(TASK REQUIREMENTS) Keep only the lines of the data below that contain "least", and copy them.

(Records from a data source)
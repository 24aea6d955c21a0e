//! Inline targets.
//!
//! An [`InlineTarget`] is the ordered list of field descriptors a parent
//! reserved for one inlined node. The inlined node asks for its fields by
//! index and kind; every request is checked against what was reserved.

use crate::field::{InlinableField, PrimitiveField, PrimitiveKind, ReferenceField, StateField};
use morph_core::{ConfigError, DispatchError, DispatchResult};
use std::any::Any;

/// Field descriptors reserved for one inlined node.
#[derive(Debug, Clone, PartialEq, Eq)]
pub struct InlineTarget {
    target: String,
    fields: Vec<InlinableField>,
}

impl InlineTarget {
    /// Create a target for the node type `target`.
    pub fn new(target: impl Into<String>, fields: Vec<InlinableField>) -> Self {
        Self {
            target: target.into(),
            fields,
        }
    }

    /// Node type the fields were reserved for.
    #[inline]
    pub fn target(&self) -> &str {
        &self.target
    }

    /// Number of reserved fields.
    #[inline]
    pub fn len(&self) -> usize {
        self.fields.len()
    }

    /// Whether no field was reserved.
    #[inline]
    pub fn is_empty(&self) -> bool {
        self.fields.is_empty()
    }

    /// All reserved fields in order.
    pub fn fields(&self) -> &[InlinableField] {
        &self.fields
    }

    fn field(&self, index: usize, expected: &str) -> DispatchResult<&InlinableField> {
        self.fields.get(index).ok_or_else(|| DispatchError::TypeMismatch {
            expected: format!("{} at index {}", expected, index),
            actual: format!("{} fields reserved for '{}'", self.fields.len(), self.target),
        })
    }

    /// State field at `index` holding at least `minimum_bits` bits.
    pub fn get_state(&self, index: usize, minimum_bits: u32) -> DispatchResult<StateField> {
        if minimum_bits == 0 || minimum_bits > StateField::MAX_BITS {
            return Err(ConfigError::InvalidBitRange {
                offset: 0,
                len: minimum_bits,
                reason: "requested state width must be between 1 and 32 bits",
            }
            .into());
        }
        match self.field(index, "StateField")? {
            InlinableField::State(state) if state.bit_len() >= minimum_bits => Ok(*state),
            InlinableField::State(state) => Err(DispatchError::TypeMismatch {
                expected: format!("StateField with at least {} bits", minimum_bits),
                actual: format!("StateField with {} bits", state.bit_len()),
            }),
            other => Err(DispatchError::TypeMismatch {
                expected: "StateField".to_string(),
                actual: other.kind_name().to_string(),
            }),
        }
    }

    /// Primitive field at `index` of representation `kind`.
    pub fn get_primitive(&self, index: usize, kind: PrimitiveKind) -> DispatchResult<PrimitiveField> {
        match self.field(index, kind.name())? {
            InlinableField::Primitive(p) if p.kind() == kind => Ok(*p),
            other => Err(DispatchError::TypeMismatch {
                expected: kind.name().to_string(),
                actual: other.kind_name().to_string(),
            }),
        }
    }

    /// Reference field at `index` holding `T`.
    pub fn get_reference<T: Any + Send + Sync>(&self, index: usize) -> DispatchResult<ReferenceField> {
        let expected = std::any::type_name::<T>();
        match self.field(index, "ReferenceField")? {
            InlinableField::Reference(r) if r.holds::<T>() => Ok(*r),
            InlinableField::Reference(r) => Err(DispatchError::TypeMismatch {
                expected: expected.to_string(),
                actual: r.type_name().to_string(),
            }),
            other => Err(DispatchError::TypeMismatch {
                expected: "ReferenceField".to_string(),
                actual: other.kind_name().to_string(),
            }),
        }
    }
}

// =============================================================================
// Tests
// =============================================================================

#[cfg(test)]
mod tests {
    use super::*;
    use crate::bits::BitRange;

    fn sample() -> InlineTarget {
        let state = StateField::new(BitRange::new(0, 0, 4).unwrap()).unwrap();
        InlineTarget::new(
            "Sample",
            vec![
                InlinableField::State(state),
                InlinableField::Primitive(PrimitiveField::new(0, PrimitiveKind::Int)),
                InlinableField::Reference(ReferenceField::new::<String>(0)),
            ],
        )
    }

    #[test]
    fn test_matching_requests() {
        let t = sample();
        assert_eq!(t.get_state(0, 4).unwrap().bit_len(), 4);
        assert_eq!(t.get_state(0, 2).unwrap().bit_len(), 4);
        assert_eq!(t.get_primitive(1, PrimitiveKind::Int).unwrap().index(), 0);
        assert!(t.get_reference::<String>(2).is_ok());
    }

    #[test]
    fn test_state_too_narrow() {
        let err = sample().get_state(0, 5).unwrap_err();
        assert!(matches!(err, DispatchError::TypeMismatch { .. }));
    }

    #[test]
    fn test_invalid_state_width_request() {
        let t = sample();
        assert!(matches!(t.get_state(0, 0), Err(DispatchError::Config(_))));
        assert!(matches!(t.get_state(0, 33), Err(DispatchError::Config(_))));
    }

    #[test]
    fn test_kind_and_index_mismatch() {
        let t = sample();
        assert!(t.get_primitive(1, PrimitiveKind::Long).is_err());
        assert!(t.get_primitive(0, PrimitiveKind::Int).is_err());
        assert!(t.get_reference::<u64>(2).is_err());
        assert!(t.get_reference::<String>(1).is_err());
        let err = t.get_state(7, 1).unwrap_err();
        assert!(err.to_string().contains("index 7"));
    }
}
---
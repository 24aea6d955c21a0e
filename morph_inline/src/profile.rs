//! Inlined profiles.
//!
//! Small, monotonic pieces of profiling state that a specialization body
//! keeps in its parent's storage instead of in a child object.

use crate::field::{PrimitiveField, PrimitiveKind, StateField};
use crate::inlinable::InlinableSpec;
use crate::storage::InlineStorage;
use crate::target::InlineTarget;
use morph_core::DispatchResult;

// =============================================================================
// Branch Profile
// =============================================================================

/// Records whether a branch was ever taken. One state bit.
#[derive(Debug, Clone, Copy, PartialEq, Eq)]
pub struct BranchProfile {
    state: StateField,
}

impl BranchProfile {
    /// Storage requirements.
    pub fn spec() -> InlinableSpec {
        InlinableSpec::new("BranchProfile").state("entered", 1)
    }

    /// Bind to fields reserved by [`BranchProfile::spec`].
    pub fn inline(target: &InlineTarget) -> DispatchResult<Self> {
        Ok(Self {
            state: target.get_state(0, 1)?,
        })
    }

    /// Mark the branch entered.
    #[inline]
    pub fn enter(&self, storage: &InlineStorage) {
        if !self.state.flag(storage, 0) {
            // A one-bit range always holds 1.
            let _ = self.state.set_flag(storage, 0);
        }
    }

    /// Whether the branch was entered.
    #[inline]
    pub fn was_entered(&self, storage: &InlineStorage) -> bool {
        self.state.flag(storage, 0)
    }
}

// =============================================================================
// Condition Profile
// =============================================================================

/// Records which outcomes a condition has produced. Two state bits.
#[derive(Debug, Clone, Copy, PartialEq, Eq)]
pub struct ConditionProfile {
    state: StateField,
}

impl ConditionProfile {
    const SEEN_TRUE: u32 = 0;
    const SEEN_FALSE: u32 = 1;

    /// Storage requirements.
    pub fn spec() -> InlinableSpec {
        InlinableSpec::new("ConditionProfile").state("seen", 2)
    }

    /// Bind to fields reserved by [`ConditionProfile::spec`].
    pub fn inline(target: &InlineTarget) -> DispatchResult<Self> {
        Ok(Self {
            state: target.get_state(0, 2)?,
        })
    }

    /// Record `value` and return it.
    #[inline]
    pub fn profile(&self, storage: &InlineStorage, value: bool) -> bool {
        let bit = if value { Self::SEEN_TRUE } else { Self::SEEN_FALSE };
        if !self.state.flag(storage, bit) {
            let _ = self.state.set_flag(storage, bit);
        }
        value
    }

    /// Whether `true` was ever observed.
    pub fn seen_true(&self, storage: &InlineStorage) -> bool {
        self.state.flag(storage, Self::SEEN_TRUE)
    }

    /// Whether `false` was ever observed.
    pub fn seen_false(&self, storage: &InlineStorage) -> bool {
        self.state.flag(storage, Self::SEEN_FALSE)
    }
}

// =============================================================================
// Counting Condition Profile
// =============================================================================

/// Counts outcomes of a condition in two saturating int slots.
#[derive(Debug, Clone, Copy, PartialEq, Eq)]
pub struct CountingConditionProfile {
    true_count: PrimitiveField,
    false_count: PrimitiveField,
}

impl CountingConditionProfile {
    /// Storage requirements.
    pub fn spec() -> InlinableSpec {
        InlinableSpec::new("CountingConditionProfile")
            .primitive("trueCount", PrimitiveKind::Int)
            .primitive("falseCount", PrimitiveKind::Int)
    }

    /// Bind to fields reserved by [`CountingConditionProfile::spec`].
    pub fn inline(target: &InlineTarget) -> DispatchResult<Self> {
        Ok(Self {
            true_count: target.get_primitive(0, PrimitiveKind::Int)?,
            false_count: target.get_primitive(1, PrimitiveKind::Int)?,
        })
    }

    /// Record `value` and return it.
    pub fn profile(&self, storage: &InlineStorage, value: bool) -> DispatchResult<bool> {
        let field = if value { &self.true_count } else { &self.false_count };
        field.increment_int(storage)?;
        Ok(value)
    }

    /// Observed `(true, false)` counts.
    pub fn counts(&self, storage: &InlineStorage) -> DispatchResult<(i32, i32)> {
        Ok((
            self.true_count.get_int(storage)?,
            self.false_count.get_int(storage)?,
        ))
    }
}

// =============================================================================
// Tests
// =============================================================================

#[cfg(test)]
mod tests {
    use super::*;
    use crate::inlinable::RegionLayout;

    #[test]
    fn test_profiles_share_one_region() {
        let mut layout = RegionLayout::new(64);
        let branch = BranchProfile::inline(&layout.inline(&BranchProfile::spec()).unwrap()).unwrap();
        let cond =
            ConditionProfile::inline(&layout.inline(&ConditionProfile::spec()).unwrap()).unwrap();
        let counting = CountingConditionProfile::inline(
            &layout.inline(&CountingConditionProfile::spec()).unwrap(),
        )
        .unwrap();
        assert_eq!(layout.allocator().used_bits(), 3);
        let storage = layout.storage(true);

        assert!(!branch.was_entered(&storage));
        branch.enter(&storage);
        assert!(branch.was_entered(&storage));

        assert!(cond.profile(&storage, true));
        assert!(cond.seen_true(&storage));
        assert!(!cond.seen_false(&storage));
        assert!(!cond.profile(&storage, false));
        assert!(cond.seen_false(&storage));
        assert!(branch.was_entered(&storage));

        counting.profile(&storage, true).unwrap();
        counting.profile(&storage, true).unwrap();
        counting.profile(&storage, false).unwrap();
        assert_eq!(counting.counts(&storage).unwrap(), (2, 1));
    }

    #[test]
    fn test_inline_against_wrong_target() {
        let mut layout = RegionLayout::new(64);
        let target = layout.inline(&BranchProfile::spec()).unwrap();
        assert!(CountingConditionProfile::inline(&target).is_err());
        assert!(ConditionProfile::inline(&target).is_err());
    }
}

(SOLUTION TO THIS EXERCISE)
    /// State field at `index` holding at least `minimum_bits` bits.
                expected: format!("StateField with at least {} bits", minimum_bits),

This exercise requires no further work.